### Task description
In the listing that follows, count every line holding the word "Color" and give only the count.
═══ Supplied data ═══
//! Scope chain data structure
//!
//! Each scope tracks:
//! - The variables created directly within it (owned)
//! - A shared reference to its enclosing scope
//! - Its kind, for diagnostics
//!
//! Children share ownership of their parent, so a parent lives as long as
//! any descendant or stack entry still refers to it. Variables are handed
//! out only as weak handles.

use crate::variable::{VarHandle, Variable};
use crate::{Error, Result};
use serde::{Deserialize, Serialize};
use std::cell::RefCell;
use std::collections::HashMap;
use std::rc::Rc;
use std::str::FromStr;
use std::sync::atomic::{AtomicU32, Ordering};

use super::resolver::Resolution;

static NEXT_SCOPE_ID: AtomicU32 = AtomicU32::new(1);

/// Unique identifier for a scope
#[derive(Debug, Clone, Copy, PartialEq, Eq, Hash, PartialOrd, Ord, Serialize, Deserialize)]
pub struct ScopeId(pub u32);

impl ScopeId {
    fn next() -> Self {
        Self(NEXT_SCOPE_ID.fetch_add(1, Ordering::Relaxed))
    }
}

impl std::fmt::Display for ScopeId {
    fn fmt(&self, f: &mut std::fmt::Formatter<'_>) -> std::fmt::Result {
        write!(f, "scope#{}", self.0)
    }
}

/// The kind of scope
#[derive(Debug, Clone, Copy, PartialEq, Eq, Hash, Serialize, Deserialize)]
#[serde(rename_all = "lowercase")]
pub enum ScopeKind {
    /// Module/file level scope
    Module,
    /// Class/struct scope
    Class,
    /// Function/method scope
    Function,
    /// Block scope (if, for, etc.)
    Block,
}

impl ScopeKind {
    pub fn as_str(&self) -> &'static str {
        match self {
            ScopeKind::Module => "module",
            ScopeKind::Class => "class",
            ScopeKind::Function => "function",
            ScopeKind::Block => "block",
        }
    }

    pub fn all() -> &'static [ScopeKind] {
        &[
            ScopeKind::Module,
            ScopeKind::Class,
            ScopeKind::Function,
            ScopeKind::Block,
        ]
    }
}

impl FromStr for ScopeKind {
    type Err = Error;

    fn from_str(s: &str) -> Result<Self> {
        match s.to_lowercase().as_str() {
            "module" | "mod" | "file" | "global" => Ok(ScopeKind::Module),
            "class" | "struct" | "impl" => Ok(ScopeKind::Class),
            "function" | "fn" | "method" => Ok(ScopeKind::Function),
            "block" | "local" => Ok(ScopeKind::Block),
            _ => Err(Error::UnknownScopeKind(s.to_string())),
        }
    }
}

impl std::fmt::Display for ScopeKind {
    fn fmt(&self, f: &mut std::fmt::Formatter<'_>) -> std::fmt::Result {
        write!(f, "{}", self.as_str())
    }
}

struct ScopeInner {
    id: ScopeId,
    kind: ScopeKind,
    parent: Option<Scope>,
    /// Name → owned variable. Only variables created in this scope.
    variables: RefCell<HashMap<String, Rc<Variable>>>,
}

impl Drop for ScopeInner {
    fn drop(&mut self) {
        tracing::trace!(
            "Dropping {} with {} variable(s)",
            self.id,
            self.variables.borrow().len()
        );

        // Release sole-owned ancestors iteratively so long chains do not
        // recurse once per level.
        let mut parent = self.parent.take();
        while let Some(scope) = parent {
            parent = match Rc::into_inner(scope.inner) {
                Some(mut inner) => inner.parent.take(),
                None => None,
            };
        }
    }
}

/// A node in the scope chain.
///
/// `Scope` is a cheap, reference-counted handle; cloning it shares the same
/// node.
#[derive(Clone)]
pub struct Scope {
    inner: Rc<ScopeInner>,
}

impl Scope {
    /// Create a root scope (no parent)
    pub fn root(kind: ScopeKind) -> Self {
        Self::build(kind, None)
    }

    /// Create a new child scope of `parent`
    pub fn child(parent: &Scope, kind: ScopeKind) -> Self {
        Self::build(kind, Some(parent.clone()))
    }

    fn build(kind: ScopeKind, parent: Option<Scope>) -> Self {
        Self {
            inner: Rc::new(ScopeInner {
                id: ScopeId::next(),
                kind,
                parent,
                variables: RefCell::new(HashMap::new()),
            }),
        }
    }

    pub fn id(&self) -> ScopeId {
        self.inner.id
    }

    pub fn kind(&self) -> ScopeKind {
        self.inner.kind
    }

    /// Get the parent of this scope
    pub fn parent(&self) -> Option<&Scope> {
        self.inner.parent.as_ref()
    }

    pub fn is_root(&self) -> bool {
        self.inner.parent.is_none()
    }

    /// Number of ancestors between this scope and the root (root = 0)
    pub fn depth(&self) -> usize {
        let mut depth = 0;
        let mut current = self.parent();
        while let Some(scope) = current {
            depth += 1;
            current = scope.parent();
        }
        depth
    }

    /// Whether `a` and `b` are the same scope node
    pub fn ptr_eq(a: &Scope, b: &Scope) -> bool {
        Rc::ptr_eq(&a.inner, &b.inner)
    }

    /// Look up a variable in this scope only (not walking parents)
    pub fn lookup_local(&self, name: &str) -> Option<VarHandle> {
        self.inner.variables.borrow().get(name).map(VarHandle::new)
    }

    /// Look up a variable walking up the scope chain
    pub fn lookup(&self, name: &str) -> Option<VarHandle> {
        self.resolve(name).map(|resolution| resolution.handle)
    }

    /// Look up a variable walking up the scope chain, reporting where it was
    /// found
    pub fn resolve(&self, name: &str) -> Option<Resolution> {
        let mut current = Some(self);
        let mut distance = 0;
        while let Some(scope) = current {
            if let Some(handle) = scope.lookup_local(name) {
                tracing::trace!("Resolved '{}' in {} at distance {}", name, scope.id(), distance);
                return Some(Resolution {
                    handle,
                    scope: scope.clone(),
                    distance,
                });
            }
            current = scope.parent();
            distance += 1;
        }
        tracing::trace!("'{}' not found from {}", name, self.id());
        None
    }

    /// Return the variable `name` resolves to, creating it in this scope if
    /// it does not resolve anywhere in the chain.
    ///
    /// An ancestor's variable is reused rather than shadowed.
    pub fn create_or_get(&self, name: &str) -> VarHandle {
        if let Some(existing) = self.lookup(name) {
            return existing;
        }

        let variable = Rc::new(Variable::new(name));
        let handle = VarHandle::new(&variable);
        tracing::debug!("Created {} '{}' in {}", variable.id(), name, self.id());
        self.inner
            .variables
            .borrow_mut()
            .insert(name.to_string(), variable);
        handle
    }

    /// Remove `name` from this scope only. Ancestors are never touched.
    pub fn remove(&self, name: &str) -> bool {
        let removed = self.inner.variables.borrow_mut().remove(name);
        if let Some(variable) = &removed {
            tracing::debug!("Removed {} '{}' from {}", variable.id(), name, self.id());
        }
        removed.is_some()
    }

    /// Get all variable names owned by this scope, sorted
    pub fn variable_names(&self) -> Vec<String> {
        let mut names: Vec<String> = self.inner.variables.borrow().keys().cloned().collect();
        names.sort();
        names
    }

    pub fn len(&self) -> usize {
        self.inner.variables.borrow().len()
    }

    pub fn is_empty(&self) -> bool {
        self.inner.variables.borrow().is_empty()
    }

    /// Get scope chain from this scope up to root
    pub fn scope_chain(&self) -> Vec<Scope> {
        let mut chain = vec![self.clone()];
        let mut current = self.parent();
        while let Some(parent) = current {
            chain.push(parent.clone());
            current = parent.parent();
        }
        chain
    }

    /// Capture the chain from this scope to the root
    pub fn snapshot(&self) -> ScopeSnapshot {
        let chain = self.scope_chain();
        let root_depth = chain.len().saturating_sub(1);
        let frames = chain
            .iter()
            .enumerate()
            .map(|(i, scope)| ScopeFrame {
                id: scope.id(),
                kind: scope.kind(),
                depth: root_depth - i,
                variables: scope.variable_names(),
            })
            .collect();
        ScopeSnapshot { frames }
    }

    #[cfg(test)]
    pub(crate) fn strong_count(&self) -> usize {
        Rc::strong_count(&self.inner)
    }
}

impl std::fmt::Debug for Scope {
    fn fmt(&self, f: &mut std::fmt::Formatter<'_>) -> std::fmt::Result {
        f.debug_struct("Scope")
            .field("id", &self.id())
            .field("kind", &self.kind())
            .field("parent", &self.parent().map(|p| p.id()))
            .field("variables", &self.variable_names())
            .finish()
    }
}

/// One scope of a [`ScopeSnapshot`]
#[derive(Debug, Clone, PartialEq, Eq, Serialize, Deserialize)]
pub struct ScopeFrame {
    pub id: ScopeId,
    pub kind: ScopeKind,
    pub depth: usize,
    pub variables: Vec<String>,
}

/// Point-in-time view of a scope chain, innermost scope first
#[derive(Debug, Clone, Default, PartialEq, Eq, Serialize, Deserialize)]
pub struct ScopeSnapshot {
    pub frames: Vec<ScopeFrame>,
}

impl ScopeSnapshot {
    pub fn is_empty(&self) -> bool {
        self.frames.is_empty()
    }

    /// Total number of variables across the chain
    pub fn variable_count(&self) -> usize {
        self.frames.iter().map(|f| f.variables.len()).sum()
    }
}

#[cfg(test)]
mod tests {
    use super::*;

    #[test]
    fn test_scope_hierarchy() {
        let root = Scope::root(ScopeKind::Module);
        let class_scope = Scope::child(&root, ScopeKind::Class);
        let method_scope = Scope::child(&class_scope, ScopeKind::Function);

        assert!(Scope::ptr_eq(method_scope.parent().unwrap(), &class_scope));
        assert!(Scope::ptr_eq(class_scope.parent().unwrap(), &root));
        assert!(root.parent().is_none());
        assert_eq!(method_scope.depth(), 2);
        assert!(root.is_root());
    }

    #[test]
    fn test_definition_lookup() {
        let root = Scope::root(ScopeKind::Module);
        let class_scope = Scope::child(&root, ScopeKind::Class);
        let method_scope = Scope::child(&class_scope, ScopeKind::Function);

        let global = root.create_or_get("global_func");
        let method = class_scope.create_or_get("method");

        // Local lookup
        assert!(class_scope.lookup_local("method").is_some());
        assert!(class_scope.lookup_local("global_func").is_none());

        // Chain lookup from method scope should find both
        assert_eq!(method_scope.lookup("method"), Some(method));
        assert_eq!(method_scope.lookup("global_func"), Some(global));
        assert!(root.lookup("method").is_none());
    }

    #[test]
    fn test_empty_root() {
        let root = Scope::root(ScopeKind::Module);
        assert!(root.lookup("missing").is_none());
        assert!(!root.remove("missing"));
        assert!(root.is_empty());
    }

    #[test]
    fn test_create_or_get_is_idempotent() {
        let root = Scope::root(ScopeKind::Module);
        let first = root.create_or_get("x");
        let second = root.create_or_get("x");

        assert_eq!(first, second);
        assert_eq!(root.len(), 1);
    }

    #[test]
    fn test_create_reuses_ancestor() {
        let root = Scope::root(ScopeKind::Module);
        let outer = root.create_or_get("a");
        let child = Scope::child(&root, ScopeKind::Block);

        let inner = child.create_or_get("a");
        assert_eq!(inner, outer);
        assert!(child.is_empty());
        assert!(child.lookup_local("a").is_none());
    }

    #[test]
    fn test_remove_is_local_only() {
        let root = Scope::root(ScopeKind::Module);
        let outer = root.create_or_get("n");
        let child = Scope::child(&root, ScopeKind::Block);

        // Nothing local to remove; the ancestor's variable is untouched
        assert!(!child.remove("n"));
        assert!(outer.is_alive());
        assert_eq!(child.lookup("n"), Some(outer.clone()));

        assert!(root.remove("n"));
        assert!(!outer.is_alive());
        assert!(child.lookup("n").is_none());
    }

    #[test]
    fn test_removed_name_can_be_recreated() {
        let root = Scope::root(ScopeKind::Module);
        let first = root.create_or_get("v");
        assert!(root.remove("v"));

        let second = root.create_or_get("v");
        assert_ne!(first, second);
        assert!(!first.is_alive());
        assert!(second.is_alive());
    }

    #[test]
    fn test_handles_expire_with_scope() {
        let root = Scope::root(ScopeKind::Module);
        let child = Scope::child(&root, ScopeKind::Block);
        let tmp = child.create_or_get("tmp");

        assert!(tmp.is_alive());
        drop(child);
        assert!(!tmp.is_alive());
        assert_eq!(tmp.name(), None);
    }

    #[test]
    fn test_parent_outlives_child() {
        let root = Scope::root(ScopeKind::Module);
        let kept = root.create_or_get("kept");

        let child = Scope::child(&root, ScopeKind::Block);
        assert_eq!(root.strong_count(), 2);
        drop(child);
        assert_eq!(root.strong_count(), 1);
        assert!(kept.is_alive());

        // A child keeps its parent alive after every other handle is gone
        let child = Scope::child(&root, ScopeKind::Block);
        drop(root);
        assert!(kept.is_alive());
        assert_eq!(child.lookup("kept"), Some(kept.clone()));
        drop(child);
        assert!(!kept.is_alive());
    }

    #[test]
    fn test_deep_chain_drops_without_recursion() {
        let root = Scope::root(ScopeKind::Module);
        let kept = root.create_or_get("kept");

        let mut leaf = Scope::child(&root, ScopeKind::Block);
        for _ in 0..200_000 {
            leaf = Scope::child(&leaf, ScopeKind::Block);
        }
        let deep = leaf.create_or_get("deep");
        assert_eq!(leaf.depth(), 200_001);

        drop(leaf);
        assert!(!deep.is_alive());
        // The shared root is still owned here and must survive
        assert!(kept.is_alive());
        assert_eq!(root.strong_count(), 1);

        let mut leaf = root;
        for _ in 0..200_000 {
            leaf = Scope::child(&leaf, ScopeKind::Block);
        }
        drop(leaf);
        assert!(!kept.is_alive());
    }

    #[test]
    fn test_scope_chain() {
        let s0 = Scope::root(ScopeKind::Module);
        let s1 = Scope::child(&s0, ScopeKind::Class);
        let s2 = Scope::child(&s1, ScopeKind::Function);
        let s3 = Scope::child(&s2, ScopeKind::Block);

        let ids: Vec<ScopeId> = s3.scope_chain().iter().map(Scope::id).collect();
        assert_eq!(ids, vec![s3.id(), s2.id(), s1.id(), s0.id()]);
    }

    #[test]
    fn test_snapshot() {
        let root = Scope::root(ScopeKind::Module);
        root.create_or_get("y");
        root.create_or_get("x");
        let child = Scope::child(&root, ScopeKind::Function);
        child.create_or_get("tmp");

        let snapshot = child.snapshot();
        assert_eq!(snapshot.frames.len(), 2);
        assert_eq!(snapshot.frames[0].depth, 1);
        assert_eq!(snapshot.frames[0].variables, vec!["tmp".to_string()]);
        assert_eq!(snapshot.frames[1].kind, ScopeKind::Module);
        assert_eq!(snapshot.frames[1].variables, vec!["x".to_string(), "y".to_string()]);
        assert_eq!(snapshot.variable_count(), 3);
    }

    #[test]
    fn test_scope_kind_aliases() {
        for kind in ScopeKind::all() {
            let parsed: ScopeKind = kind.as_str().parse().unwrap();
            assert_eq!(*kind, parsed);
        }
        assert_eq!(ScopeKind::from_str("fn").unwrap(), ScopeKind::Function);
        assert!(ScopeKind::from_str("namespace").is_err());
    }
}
═══
═══ Supplied data ═══
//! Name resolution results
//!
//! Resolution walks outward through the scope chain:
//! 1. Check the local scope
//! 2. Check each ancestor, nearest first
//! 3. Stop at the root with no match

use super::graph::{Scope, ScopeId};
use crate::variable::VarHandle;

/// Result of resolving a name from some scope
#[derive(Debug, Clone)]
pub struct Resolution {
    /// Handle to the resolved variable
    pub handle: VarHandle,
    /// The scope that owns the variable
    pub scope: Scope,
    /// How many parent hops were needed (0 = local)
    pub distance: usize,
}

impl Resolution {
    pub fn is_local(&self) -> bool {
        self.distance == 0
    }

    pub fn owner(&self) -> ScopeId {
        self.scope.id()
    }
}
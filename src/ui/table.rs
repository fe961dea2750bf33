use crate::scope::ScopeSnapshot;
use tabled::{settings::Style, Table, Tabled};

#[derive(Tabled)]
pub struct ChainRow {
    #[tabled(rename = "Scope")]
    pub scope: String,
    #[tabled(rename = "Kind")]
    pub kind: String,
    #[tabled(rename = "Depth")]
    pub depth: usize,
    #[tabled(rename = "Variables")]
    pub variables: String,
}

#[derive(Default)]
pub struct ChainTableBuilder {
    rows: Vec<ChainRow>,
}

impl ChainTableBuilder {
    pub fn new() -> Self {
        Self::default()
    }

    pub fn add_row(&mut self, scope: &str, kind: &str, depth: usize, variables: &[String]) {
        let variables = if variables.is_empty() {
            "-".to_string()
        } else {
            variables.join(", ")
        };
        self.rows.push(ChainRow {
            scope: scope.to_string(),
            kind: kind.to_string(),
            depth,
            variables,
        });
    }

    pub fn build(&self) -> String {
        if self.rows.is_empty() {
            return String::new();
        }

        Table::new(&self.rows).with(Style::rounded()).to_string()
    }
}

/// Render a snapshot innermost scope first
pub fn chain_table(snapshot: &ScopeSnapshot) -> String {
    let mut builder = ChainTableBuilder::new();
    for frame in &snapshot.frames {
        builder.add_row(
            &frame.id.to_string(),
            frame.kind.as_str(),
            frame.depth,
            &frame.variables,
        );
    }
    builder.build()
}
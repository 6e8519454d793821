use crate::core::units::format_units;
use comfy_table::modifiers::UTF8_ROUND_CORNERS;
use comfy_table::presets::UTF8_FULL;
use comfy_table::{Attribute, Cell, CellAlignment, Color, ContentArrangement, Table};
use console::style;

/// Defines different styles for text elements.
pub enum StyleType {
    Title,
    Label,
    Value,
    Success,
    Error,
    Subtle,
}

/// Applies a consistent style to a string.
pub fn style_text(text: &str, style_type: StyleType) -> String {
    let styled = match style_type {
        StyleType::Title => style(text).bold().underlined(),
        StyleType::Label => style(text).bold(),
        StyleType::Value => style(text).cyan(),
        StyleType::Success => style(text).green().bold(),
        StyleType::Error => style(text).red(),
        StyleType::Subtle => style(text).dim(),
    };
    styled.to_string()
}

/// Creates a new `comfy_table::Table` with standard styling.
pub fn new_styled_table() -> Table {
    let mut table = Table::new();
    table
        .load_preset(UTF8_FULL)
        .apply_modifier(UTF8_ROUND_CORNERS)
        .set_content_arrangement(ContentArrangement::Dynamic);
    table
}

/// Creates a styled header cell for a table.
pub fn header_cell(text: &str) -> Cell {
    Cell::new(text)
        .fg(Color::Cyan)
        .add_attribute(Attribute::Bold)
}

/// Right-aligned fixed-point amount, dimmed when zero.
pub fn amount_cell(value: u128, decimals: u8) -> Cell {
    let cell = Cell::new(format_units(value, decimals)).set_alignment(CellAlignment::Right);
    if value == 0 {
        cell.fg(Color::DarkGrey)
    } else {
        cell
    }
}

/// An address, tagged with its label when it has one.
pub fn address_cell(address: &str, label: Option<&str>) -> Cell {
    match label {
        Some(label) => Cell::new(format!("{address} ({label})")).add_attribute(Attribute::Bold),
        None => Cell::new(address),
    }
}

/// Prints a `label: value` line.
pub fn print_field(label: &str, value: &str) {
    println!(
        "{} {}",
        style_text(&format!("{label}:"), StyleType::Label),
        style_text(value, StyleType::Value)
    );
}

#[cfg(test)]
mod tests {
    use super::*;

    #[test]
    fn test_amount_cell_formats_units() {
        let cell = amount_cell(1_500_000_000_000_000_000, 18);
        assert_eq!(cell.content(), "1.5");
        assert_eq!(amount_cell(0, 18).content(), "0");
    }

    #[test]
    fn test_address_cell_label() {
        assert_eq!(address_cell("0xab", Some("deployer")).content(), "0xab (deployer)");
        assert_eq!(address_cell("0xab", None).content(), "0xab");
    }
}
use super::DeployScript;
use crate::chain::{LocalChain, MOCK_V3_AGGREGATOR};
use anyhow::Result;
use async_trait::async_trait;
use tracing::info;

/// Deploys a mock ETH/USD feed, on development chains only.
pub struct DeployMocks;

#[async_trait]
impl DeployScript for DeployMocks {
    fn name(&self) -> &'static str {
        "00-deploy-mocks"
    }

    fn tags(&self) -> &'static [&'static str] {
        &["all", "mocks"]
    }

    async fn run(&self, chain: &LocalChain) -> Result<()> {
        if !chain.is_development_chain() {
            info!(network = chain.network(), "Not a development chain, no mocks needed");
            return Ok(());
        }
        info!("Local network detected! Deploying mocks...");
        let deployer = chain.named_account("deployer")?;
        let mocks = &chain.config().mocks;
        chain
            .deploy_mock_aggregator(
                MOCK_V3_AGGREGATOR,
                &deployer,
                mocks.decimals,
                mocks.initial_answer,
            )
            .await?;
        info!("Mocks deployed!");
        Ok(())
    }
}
═══
═══ Supplied data ═══
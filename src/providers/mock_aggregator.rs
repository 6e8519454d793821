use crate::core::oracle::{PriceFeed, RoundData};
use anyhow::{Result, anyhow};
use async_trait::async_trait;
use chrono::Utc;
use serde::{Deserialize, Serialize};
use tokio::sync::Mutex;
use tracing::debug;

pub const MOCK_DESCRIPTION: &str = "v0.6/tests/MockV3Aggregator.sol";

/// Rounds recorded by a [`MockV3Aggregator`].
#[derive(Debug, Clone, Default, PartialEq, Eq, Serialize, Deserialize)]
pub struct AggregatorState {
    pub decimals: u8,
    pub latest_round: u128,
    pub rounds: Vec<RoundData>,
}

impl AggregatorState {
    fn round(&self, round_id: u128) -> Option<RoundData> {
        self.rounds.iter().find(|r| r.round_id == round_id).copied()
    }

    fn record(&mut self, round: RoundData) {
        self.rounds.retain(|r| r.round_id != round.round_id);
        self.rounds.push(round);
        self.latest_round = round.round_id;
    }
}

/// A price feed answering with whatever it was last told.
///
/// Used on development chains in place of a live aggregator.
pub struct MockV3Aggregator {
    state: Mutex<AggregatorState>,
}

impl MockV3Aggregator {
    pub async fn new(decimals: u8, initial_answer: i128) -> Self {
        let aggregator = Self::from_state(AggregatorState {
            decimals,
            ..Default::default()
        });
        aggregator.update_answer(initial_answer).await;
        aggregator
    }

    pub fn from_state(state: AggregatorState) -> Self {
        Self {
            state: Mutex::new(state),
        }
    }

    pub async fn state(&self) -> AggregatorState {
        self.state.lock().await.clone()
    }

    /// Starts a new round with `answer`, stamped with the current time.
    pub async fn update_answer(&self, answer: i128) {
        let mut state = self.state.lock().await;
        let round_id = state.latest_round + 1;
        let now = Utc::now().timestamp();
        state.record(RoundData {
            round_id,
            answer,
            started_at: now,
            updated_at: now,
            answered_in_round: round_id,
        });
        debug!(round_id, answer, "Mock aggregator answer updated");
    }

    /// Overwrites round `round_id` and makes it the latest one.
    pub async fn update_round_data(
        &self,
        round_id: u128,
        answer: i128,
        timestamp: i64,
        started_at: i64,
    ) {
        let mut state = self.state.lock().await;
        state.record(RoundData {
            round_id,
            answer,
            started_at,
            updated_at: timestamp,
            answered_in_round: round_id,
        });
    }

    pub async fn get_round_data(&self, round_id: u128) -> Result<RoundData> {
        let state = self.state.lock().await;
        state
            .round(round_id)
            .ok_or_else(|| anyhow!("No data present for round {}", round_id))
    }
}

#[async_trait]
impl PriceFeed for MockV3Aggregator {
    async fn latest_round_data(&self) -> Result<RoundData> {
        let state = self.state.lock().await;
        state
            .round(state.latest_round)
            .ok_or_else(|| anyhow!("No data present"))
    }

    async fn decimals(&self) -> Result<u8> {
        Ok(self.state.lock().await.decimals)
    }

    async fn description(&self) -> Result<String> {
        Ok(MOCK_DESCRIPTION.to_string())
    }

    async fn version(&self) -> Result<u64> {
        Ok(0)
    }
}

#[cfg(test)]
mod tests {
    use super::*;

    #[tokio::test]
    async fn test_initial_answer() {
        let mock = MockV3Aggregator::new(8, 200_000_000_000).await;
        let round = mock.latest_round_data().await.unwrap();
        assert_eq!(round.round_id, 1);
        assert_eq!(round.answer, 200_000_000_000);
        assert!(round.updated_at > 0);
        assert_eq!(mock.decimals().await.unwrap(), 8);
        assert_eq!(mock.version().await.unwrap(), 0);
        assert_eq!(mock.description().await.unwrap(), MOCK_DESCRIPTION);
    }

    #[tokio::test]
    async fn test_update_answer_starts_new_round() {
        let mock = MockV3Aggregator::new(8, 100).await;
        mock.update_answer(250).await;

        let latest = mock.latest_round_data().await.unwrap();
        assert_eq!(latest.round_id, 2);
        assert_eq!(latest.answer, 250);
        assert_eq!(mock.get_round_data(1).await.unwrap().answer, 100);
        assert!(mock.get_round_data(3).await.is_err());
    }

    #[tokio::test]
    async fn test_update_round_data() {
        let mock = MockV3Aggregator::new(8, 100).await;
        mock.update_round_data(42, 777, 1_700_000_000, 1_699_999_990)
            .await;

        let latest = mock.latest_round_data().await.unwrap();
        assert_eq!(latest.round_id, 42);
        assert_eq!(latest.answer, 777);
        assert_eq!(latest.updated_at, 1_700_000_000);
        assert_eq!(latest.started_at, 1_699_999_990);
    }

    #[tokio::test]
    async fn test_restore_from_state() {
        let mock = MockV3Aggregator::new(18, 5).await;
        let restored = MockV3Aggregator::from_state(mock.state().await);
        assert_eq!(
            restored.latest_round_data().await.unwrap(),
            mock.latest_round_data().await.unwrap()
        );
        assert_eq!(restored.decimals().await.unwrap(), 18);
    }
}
═══
### Response to this exercise
3